Detection of the Cosmic Gamma Ray Horizon: Measures All the Light in the Universe Since the Big Bang

May 24, 2013 — How much light has been emitted by all galaxies since the cosmos began? After all, almost every photon (particle of light) from ultraviolet to far infrared wavelengths ever radiated by all galaxies that ever existed throughout cosmic history is still speeding through the Universe today. If we could carefully measure the number and energy (wavelength) of all those photons -- not only at the present time, but also back in time -- we might learn important secrets about the nature and evolution of the Universe, including how similar or different ancient galaxies were compared to the galaxies we see today.
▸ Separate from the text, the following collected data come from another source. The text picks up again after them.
//! Chat & Prompt Enhancement
//!
//! Short streamed replies on the fast roster: the builder's chat answer and
//! the prompt rewriter. Both forward deltas as they arrive and finish with a
//! single terminal event carrying the cleaned full text.

use std::sync::Arc;
use std::time::Duration;

use codeforge_core::strip_reasoning;
use codeforge_llm::{FallbackOrchestrator, LlmRequestOptions, Message, ModelRoster};
use serde::{Deserialize, Serialize};
use tokio::sync::mpsc;
use tokio_util::sync::CancellationToken;
use tracing::{debug, error, info};

use crate::services::prompts;
use crate::utils::error::{AppError, AppResult};

/// Chat and enhancement settings
#[derive(Debug, Clone, Serialize, Deserialize, PartialEq)]
pub struct AssistantConfig {
    #[serde(default = "default_max_tokens")]
    pub chat_max_tokens: u32,
    #[serde(default = "default_chat_temperature")]
    pub chat_temperature: f32,
    #[serde(default = "default_max_tokens")]
    pub enhance_max_tokens: u32,
    #[serde(default = "default_enhance_temperature")]
    pub enhance_temperature: f32,
    /// Ceiling for one whole reply
    #[serde(default = "default_reply_timeout")]
    pub reply_timeout_seconds: u64,
}

fn default_max_tokens() -> u32 {
    1024
}

fn default_chat_temperature() -> f32 {
    0.7
}

fn default_enhance_temperature() -> f32 {
    0.5
}

fn default_reply_timeout() -> u64 {
    60
}

impl Default for AssistantConfig {
    fn default() -> Self {
        Self {
            chat_max_tokens: default_max_tokens(),
            chat_temperature: default_chat_temperature(),
            enhance_max_tokens: default_max_tokens(),
            enhance_temperature: default_enhance_temperature(),
            reply_timeout_seconds: default_reply_timeout(),
        }
    }
}

impl AssistantConfig {
    pub fn validate(&self) -> Result<(), String> {
        if self.chat_max_tokens == 0 || self.enhance_max_tokens == 0 {
            return Err("assistant max tokens must be non-zero".to_string());
        }
        if self.reply_timeout_seconds == 0 {
            return Err("assistant reply_timeout_seconds must be non-zero".to_string());
        }
        Ok(())
    }
}

/// What to answer
#[derive(Debug, Clone, PartialEq)]
pub enum AssistantTask {
    /// Reply to a chat transcript
    Chat(Vec<Message>),
    /// Rewrite a rough prompt into a clear brief
    Enhance(String),
}

impl AssistantTask {
    fn label(&self) -> &'static str {
        match self {
            AssistantTask::Chat(_) => "chat",
            AssistantTask::Enhance(_) => "enhance",
        }
    }
}

/// Events of one streamed reply
#[derive(Debug, Clone, PartialEq, Serialize, Deserialize)]
#[serde(untagged)]
pub enum ReplyEvent {
    Chunk {
        chunk: String,
    },
    Chat {
        result: String,
        done: bool,
    },
    #[serde(rename_all = "camelCase")]
    Enhanced {
        enhanced_prompt: String,
        done: bool,
    },
    Error {
        error: String,
        #[serde(default, skip_serializing_if = "Option::is_none")]
        success: Option<bool>,
        done: bool,
    },
}

impl ReplyEvent {
    pub fn is_terminal(&self) -> bool {
        !matches!(self, ReplyEvent::Chunk { .. })
    }

    pub fn to_json(&self) -> String {
        serde_json::to_string(self).unwrap_or_else(|_| "{}".to_string())
    }
}

const REPLY_CHANNEL_CAPACITY: usize = 64;

/// Streams chat and enhancement replies
pub struct Assistant {
    llm: Arc<FallbackOrchestrator>,
    roster: ModelRoster,
    config: AssistantConfig,
}

impl Assistant {
    pub fn new(llm: Arc<FallbackOrchestrator>, roster: ModelRoster) -> Self {
        Self {
            llm,
            roster,
            config: AssistantConfig::default(),
        }
    }

    /// Set the configuration
    pub fn with_config(mut self, config: AssistantConfig) -> Self {
        self.config = config;
        self
    }

    pub fn config(&self) -> &AssistantConfig {
        &self.config
    }

    /// Start a reply in a spawned task.
    ///
    /// Dropping the receiver or cancelling `cancel` aborts the upstream read.
    pub fn spawn(
        self: &Arc<Self>,
        task: AssistantTask,
        cancel: CancellationToken,
    ) -> mpsc::Receiver<ReplyEvent> {
        let (tx, rx) = mpsc::channel(REPLY_CHANNEL_CAPACITY);
        let this = self.clone();
        tokio::spawn(async move {
            let label = task.label();
            let enhance = matches!(task, AssistantTask::Enhance(_));
            let terminal = match this.reply(task, &tx, &cancel).await {
                Ok(text) => {
                    info!(task = label, chars = text.len(), "Reply finished");
                    if enhance {
                        ReplyEvent::Enhanced {
                            enhanced_prompt: text,
                            done: true,
                        }
                    } else {
                        ReplyEvent::Chat {
                            result: text,
                            done: true,
                        }
                    }
                }
                Err(err) if err.is_cancelled() || cancel.is_cancelled() => {
                    debug!(task = label, "Reply cancelled");
                    return;
                }
                Err(err) => {
                    error!(task = label, "Reply failed: {}", err);
                    ReplyEvent::Error {
                        error: err.user_message(),
                        success: enhance.then_some(false),
                        done: true,
                    }
                }
            };
            let _ = tx.send(terminal).await;
        });
        rx
    }

    /// Stream one reply into `tx`, returning the cleaned full text.
    pub async fn reply(
        &self,
        task: AssistantTask,
        tx: &mpsc::Sender<ReplyEvent>,
        cancel: &CancellationToken,
    ) -> AppResult<String> {
        let (messages, options, enhance) = match &task {
            AssistantTask::Chat(history) => {
                if history.is_empty() {
                    return Err(AppError::validation("chat transcript is empty"));
                }
                let options = LlmRequestOptions::default()
                    .with_max_tokens(self.config.chat_max_tokens)
                    .with_temperature(self.config.chat_temperature);
                (prompts::chat_messages(history), options, false)
            }
            AssistantTask::Enhance(prompt) => {
                if prompt.trim().is_empty() {
                    return Err(AppError::validation("prompt is empty"));
                }
                let options = LlmRequestOptions::default()
                    .with_max_tokens(self.config.enhance_max_tokens)
                    .with_temperature(self.config.enhance_temperature);
                (prompts::enhance_messages(prompt), options, true)
            }
        };

        let reply_cancel = cancel.child_token();
        let deadline = tokio::time::Instant::now()
            + Duration::from_secs(self.config.reply_timeout_seconds);

        let mut stream = self
            .llm
            .stream(&messages, &self.roster, &options, &reply_cancel)
            .await?;
        let mut text = String::new();
        loop {
            let next = tokio::select! {
                _ = cancel.cancelled() => return Err(AppError::Cancelled),
                next = tokio::time::timeout_at(deadline, stream.next()) => next,
            };
            let delta = match next {
                Ok(Some(delta)) => delta?,
                Ok(None) => break,
                Err(_) => {
                    reply_cancel.cancel();
                    return Err(AppError::generation("reply timed out"));
                }
            };
            text.push_str(&delta);
            if tx.send(ReplyEvent::Chunk { chunk: delta }).await.is_err() {
                reply_cancel.cancel();
                return Err(AppError::Cancelled);
            }
        }

        let cleaned = if enhance {
            clean_enhanced(&text)
        } else {
            strip_reasoning(&text).trim().to_string()
        };
        if cleaned.is_empty() {
            return Err(AppError::generation("empty response"));
        }
        Ok(cleaned)
    }
}

/// Strip reasoning, a leading label and wrapping quotes from an enhanced prompt
pub fn clean_enhanced(text: &str) -> String {
    let text = strip_reasoning(text);
    let mut text = text.trim();
    for label in ["Enhanced prompt:", "Enhanced Prompt:", "Prompt:"] {
        if let Some(rest) = text.strip_prefix(label) {
            text = rest.trim_start();
            break;
        }
    }
    for (open, close) in [('"', '"'), ('\u{201c}', '\u{201d}'), ('\'', '\'')] {
        if text.len() >= 2 && text.starts_with(open) && text.ends_with(close) {
            text = &text[open.len_utf8()..text.len() - close.len_utf8()];
            break;
        }
    }
    text.trim().to_string()
}
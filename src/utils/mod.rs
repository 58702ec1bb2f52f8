//! Utility Modules
//!
//! Error handling and shared helpers.

pub mod error;
pub mod telemetry;

pub use error::{sanitize, AppError, AppResult, ErrorCategory};
//! HTTP Client Factory
//!
//! Builds the reqwest client shared by every transport call, with the
//! optional outbound proxy applied.

use codeforge_core::proxy::ProxyConfig;

use crate::types::{LlmError, LlmResult};

/// Build a `reqwest::Client` with the resolved proxy configuration.
///
/// - `Some(proxy)` -> configure proxy on the client
/// - `None` -> explicitly disable proxy (`no_proxy`), ignoring env vars
///
/// No client-level timeout is set; the transport races every request against
/// its own timers.
pub fn build_http_client(proxy: Option<&ProxyConfig>) -> LlmResult<reqwest::Client> {
    let mut builder = reqwest::Client::builder();
    match proxy {
        Some(cfg) => {
            cfg.validate()
                .map_err(|message| LlmError::Other { message })?;
            let mut p = reqwest::Proxy::all(&cfg.url).map_err(|e| LlmError::Other {
                message: format!("invalid proxy {}: {}", cfg.url, e),
            })?;
            if let (Some(u), Some(pw)) = (&cfg.username, &cfg.password) {
                p = p.basic_auth(u, pw);
            }
            builder = builder.proxy(p);
        }
        None => {
            builder = builder.no_proxy();
        }
    }
    builder.build().map_err(|e| LlmError::Other {
        message: format!("failed to build HTTP client: {}", e),
    })
}
//! Application Errors
//!
//! Raw provider text never reaches a caller as the primary message: every
//! error is mapped to an [`ErrorCategory`] with a fixed user-safe message,
//! and the raw text travels separately as debug detail.

use codeforge_core::CoreError;
use codeforge_llm::LlmError;
use thiserror::Error;

/// Application-wide error type
#[derive(Error, Debug)]
pub enum AppError {
    /// Configuration errors
    #[error("Configuration error: {0}")]
    Config(String),

    /// File I/O errors
    #[error("I/O error: {0}")]
    Io(#[from] std::io::Error),

    /// JSON serialization/deserialization errors
    #[error("Serialization error: {0}")]
    Serialization(#[from] serde_json::Error),

    /// Provider layer errors
    #[error(transparent)]
    Llm(#[from] LlmError),

    /// Core errors
    #[error(transparent)]
    Core(#[from] CoreError),

    /// The pipeline finished without a usable artifact
    #[error("Generation error: {0}")]
    Generation(String),

    /// Validation errors
    #[error("Validation error: {0}")]
    Validation(String),

    /// The caller went away or cancelled
    #[error("Request cancelled")]
    Cancelled,

    /// Generic internal errors
    #[error("Internal error: {0}")]
    Internal(String),
}

/// Result type alias for application errors
pub type AppResult<T> = Result<T, AppError>;

impl AppError {
    /// Create a config error
    pub fn config(msg: impl Into<String>) -> Self {
        Self::Config(msg.into())
    }

    /// Create a generation error
    pub fn generation(msg: impl Into<String>) -> Self {
        Self::Generation(msg.into())
    }

    /// Create a validation error
    pub fn validation(msg: impl Into<String>) -> Self {
        Self::Validation(msg.into())
    }

    /// Create an internal error
    pub fn internal(msg: impl Into<String>) -> Self {
        Self::Internal(msg.into())
    }

    pub fn is_cancelled(&self) -> bool {
        matches!(self, AppError::Cancelled | AppError::Llm(LlmError::Cancelled))
    }

    /// User-facing category of this error
    pub fn category(&self) -> ErrorCategory {
        match self {
            AppError::Config(_) | AppError::Llm(LlmError::NoCredentials) => {
                ErrorCategory::Misconfiguration
            }
            AppError::Llm(LlmError::Busy) | AppError::Llm(LlmError::RateLimited { .. }) => {
                ErrorCategory::Busy
            }
            _ => ErrorCategory::classify(&self.to_string()),
        }
    }

    /// Sanitized message safe to show to an end user
    pub fn user_message(&self) -> String {
        match self {
            AppError::Config(_) | AppError::Llm(LlmError::NoCredentials) => {
                ErrorCategory::Misconfiguration.message().to_string()
            }
            AppError::Llm(LlmError::Busy) | AppError::Llm(LlmError::RateLimited { .. }) => {
                ErrorCategory::Busy.message().to_string()
            }
            _ => sanitize(&self.to_string()),
        }
    }
}

/// Convert AppError to a string for API responses
impl From<AppError> for String {
    fn from(err: AppError) -> String {
        err.to_string()
    }
}

/// User-safe error categories
#[derive(Debug, Clone, Copy, PartialEq, Eq)]
pub enum ErrorCategory {
    /// Rate limits, exhausted credits, timeouts: try again later
    Busy,
    /// The model output could not be turned into a project
    Malformed,
    Network,
    /// Deployment problem, such as missing API keys
    Misconfiguration,
    Generic,
}

const MISCONFIGURATION_MARKERS: &[&str] = &[
    "no openrouter api keys",
    "api key",
    "configuration error",
    "unauthorized",
    "http 401",
];
const RATE_LIMIT_MARKERS: &[&str] = &[
    "rate limit",
    "rate-limit",
    "429",
    "quota",
    "exceeded",
    "temporarily",
    "busy",
];
const CREDIT_MARKERS: &[&str] = &["credit", "insufficient", "billing", "402"];
const TIMEOUT_MARKERS: &[&str] = &["timeout", "timed out", "deadline"];
const NETWORK_MARKERS: &[&str] = &[
    "network",
    "connection refused",
    "econnrefused",
    "fetch failed",
    "dns",
];
const MALFORMED_MARKERS: &[&str] = &[
    "json",
    "parse",
    "malformed",
    "no files produced",
    "empty response",
];

const BUSY_MESSAGE: &str =
    "Our AI servers are busy right now. Please wait a moment and try again.";
const CREDITS_MESSAGE: &str =
    "Our AI servers are temporarily unavailable. Please try again shortly.";
const TIMEOUT_MESSAGE: &str =
    "The request took too long. Please try again with a simpler prompt.";
const NETWORK_MESSAGE: &str = "Network error. Please check your connection and try again.";
const MALFORMED_MESSAGE: &str = "The AI response was malformed. Please try again.";
const MISCONFIGURATION_MESSAGE: &str =
    "The AI service is not configured correctly. Please contact the site owner.";
const GENERIC_MESSAGE: &str = "Something went wrong. Please try again.";

fn contains_any(haystack: &str, markers: &[&str]) -> bool {
    markers.iter().any(|m| haystack.contains(m))
}

impl ErrorCategory {
    /// Classify raw error text
    pub fn classify(raw: &str) -> Self {
        let lower = raw.to_lowercase();
        if lower.trim().is_empty() {
            return ErrorCategory::Generic;
        }
        if contains_any(&lower, MISCONFIGURATION_MARKERS) {
            ErrorCategory::Misconfiguration
        } else if contains_any(&lower, RATE_LIMIT_MARKERS)
            || contains_any(&lower, CREDIT_MARKERS)
            || contains_any(&lower, TIMEOUT_MARKERS)
        {
            ErrorCategory::Busy
        } else if contains_any(&lower, NETWORK_MARKERS) {
            ErrorCategory::Network
        } else if contains_any(&lower, MALFORMED_MARKERS) {
            ErrorCategory::Malformed
        } else {
            ErrorCategory::Generic
        }
    }

    /// The canonical message for this category
    pub fn message(&self) -> &'static str {
        match self {
            ErrorCategory::Busy => BUSY_MESSAGE,
            ErrorCategory::Malformed => MALFORMED_MESSAGE,
            ErrorCategory::Network => NETWORK_MESSAGE,
            ErrorCategory::Misconfiguration => MISCONFIGURATION_MESSAGE,
            ErrorCategory::Generic => GENERIC_MESSAGE,
        }
    }
}

impl std::fmt::Display for ErrorCategory {
    fn fmt(&self, f: &mut std::fmt::Formatter<'_>) -> std::fmt::Result {
        match self {
            ErrorCategory::Busy => write!(f, "busy"),
            ErrorCategory::Malformed => write!(f, "malformed"),
            ErrorCategory::Network => write!(f, "network"),
            ErrorCategory::Misconfiguration => write!(f, "misconfiguration"),
            ErrorCategory::Generic => write!(f, "generic"),
        }
    }
}

/// Map raw error text to a user-safe message.
///
/// Busy errors keep a more specific phrasing for exhausted credits and for
/// timeouts.
pub fn sanitize(raw: &str) -> String {
    let category = ErrorCategory::classify(raw);
    if category == ErrorCategory::Busy {
        let lower = raw.to_lowercase();
        if contains_any(&lower, RATE_LIMIT_MARKERS) {
            return BUSY_MESSAGE.to_string();
        }
        if contains_any(&lower, CREDIT_MARKERS) {
            return CREDITS_MESSAGE.to_string();
        }
        return TIMEOUT_MESSAGE.to_string();
    }
    category.message().to_string()
}
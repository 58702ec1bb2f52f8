//! Settings Models
//!
//! Application configuration: an optional TOML file, then environment
//! overrides, then validation.

use std::net::SocketAddr;
use std::path::Path;
use std::time::Duration;

use codeforge_core::ProxyConfig;
use codeforge_llm::{
    Credential, FallbackConfig, HealthPolicy, ModelRoster, ModelTier, TransportConfig,
    CODE_MODELS, FAST_MODELS, OPENROUTER_API_URL,
};
use serde::{Deserialize, Serialize};

use crate::services::assistant::AssistantConfig;
use crate::services::phase::GenerationConfig;
use crate::services::pipeline::PipelineConfig;
use crate::services::supervisor::SupervisorConfig;
use crate::utils::error::{AppError, AppResult};

/// Highest numbered `OPENROUTER_API_KEY_N` variable read
pub const MAX_ENV_KEYS: usize = 10;

/// Transport timeouts
#[derive(Debug, Clone, Serialize, Deserialize, PartialEq, Eq)]
pub struct TransportSettings {
    /// Absolute ceiling for a streamed attempt
    #[serde(default = "default_stream_timeout")]
    pub stream_timeout_seconds: u64,
    /// Ceiling from request send to first body byte
    #[serde(default = "default_first_byte_timeout")]
    pub first_byte_timeout_seconds: u64,
    /// Ceiling for a non-streamed attempt without a per-call value
    #[serde(default = "default_completion_timeout")]
    pub completion_timeout_seconds: u64,
}

fn default_stream_timeout() -> u64 {
    90
}

fn default_first_byte_timeout() -> u64 {
    25
}

fn default_completion_timeout() -> u64 {
    60
}

impl Default for TransportSettings {
    fn default() -> Self {
        Self {
            stream_timeout_seconds: default_stream_timeout(),
            first_byte_timeout_seconds: default_first_byte_timeout(),
            completion_timeout_seconds: default_completion_timeout(),
        }
    }
}

/// Credential and model health thresholds
#[derive(Debug, Clone, Serialize, Deserialize, PartialEq, Eq)]
pub struct HealthSettings {
    #[serde(default = "default_exhaust_threshold")]
    pub exhaust_threshold: u32,
    #[serde(default = "default_cooldown")]
    pub cooldown_seconds: u64,
    #[serde(default = "default_model_failure_threshold")]
    pub model_failure_threshold: u32,
    #[serde(default = "default_cooldown")]
    pub model_failure_window_seconds: u64,
}

fn default_exhaust_threshold() -> u32 {
    3
}

fn default_cooldown() -> u64 {
    120
}

fn default_model_failure_threshold() -> u32 {
    2
}

impl Default for HealthSettings {
    fn default() -> Self {
        Self {
            exhaust_threshold: default_exhaust_threshold(),
            cooldown_seconds: default_cooldown(),
            model_failure_threshold: default_model_failure_threshold(),
            model_failure_window_seconds: default_cooldown(),
        }
    }
}

/// HTTP surface settings
#[derive(Debug, Clone, Serialize, Deserialize, PartialEq, Eq)]
pub struct ServerSettings {
    #[serde(default = "default_bind")]
    pub bind: String,
}

fn default_bind() -> String {
    "127.0.0.1:3000".to_string()
}

impl Default for ServerSettings {
    fn default() -> Self {
        Self {
            bind: default_bind(),
        }
    }
}

/// Application configuration
#[derive(Debug, Clone, Serialize, Deserialize)]
pub struct AppConfig {
    /// Gateway API keys, tried in order. Never serialized.
    #[serde(default, skip_serializing)]
    pub api_keys: Vec<String>,
    #[serde(default = "default_base_url")]
    pub base_url: String,
    /// Sent as `HTTP-Referer`
    #[serde(default = "default_site_url")]
    pub site_url: String,
    /// Sent as `X-Title`
    #[serde(default = "default_site_name")]
    pub site_name: String,
    #[serde(default = "default_fast_models")]
    pub fast_models: Vec<String>,
    #[serde(default = "default_code_models")]
    pub code_models: Vec<String>,
    #[serde(default)]
    pub proxy: Option<ProxyConfig>,
    #[serde(default)]
    pub transport: TransportSettings,
    #[serde(default)]
    pub health: HealthSettings,
    #[serde(default)]
    pub fallback: FallbackConfig,
    #[serde(default)]
    pub generation: GenerationConfig,
    #[serde(default)]
    pub pipeline: PipelineConfig,
    #[serde(default)]
    pub supervisor: SupervisorConfig,
    #[serde(default)]
    pub assistant: AssistantConfig,
    #[serde(default)]
    pub server: ServerSettings,
}

fn default_base_url() -> String {
    OPENROUTER_API_URL.to_string()
}

fn default_site_url() -> String {
    "http://localhost:3000".to_string()
}

fn default_site_name() -> String {
    "Codeforge".to_string()
}

fn default_fast_models() -> Vec<String> {
    FAST_MODELS.iter().map(|m| m.to_string()).collect()
}

fn default_code_models() -> Vec<String> {
    CODE_MODELS.iter().map(|m| m.to_string()).collect()
}

impl Default for AppConfig {
    fn default() -> Self {
        Self {
            api_keys: Vec::new(),
            base_url: default_base_url(),
            site_url: default_site_url(),
            site_name: default_site_name(),
            fast_models: default_fast_models(),
            code_models: default_code_models(),
            proxy: None,
            transport: TransportSettings::default(),
            health: HealthSettings::default(),
            fallback: FallbackConfig::default(),
            generation: GenerationConfig::default(),
            pipeline: PipelineConfig::default(),
            supervisor: SupervisorConfig::default(),
            assistant: AssistantConfig::default(),
            server: ServerSettings::default(),
        }
    }
}

impl AppConfig {
    /// Parse a TOML document
    pub fn from_toml(text: &str) -> AppResult<Self> {
        toml::from_str(text).map_err(|e| AppError::config(e.to_string()))
    }

    /// Load the optional TOML file, apply process environment overrides and
    /// validate.
    pub fn load(path: Option<&Path>) -> AppResult<Self> {
        let mut config = match path {
            Some(path) => Self::from_toml(&std::fs::read_to_string(path)?)?,
            None => Self::default(),
        };
        config.apply_env(|name| std::env::var(name).ok());
        config.validate().map_err(AppError::config)?;
        Ok(config)
    }

    /// Apply environment overrides read through `lookup`.
    ///
    /// Keys from `OPENROUTER_API_KEY` and `OPENROUTER_API_KEY_2..=10`
    /// replace any keys from the file when at least one is set.
    pub fn apply_env<F>(&mut self, lookup: F)
    where
        F: Fn(&str) -> Option<String>,
    {
        let read = |name: &str| {
            lookup(name)
                .map(|v| v.trim().to_string())
                .filter(|v| !v.is_empty())
        };

        let mut keys: Vec<String> = Vec::new();
        let names = std::iter::once("OPENROUTER_API_KEY".to_string())
            .chain((2..=MAX_ENV_KEYS).map(|i| format!("OPENROUTER_API_KEY_{}", i)));
        for name in names {
            if let Some(key) = read(&name) {
                if !keys.contains(&key) {
                    keys.push(key);
                }
            }
        }
        if !keys.is_empty() {
            self.api_keys = keys;
        }

        if let Some(url) = read("OPENROUTER_BASE_URL") {
            self.base_url = url;
        }
        if let Some(url) = read("NEXT_PUBLIC_APP_URL") {
            self.site_url = url;
        }
        if let Some(list) = read("CODEFORGE_FAST_MODELS") {
            self.fast_models = ModelRoster::parse_list(&list);
        }
        if let Some(list) = read("CODEFORGE_CODE_MODELS") {
            self.code_models = ModelRoster::parse_list(&list);
        }
        if let Some(bind) = read("CODEFORGE_BIND") {
            self.server.bind = bind;
        }
        if let Some(url) = read("CODEFORGE_PROXY") {
            self.proxy = Some(ProxyConfig::new(url));
        }
    }

    /// Validate the configuration
    pub fn validate(&self) -> Result<(), String> {
        if self.base_url.trim().is_empty() {
            return Err("base_url must not be empty".to_string());
        }
        if self.fast_models.is_empty() {
            return Err("fast_models must list at least one model".to_string());
        }
        if self.code_models.is_empty() {
            return Err("code_models must list at least one model".to_string());
        }

        let t = &self.transport;
        if t.stream_timeout_seconds == 0
            || t.first_byte_timeout_seconds == 0
            || t.completion_timeout_seconds == 0
        {
            return Err("transport timeouts must be non-zero".to_string());
        }
        if t.first_byte_timeout_seconds > t.stream_timeout_seconds {
            return Err(format!(
                "first_byte_timeout_seconds ({}) cannot exceed stream_timeout_seconds ({})",
                t.first_byte_timeout_seconds, t.stream_timeout_seconds
            ));
        }

        if self.health.exhaust_threshold == 0 || self.health.model_failure_threshold == 0 {
            return Err("health thresholds must be at least 1".to_string());
        }

        if let Some(proxy) = &self.proxy {
            proxy.validate()?;
        }

        self.generation.validate()?;
        self.pipeline.validate()?;
        self.supervisor.validate()?;
        self.assistant.validate()?;

        self.server
            .bind
            .parse::<SocketAddr>()
            .map_err(|e| format!("Invalid bind address {}: {}", self.server.bind, e))?;

        Ok(())
    }

    pub fn credentials(&self) -> Vec<Credential> {
        self.api_keys.iter().map(Credential::new).collect()
    }

    pub fn fast_roster(&self) -> ModelRoster {
        ModelRoster::new(ModelTier::Fast, self.fast_models.clone())
    }

    pub fn code_roster(&self) -> ModelRoster {
        ModelRoster::new(ModelTier::Code, self.code_models.clone())
    }

    pub fn transport_config(&self) -> TransportConfig {
        TransportConfig {
            base_url: self.base_url.clone(),
            site_url: self.site_url.clone(),
            site_name: self.site_name.clone(),
            stream_timeout: Duration::from_secs(self.transport.stream_timeout_seconds),
            first_byte_timeout: Duration::from_secs(self.transport.first_byte_timeout_seconds),
            completion_timeout: Duration::from_secs(self.transport.completion_timeout_seconds),
            proxy: self.proxy.clone(),
        }
    }

    pub fn health_policy(&self) -> HealthPolicy {
        HealthPolicy {
            exhaust_threshold: self.health.exhaust_threshold,
            cooldown: Duration::from_secs(self.health.cooldown_seconds),
            model_failure_threshold: self.health.model_failure_threshold,
            model_failure_window: Duration::from_secs(self.health.model_failure_window_seconds),
        }
    }
}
That bath of ancient and young photons suffusing the Universe today is called the extragalactic background light (EBL). An accurate measurement of the EBL is as fundamental to cosmology as measuring the heat radiation left over from the Big Bang (the cosmic microwave background) at radio wavelengths. A new paper, called "Detection of the Cosmic γ-Ray Horizon from Multiwavelength Observations of Blazars," by Alberto Dominguez and six coauthors, just published today by the Astrophysical Journal -- based on observations spanning wavelengths from radio waves to very energetic gamma rays, obtained from several NASA spacecraft and several ground-based telescopes -- describes the best measurement yet of the evolution of the EBL over the past 5 billion years.

Directly measuring the EBL by collecting its photons with a telescope, however, poses towering technical challenges -- harder than trying to see the dim band of the Milky Way spanning the heavens at night from midtown Manhattan. Earth is inside a very bright galaxy with billions of stars and glowing gas. Indeed, Earth is inside a very bright solar system: sunlight scattered by all the dust in the plane of Earth's orbit creates the zodiacal light radiating across the optical spectrum down to long-wavelength infrared. Therefore ground-based and space-based telescopes have not succeeded in reliably measuring the EBL directly.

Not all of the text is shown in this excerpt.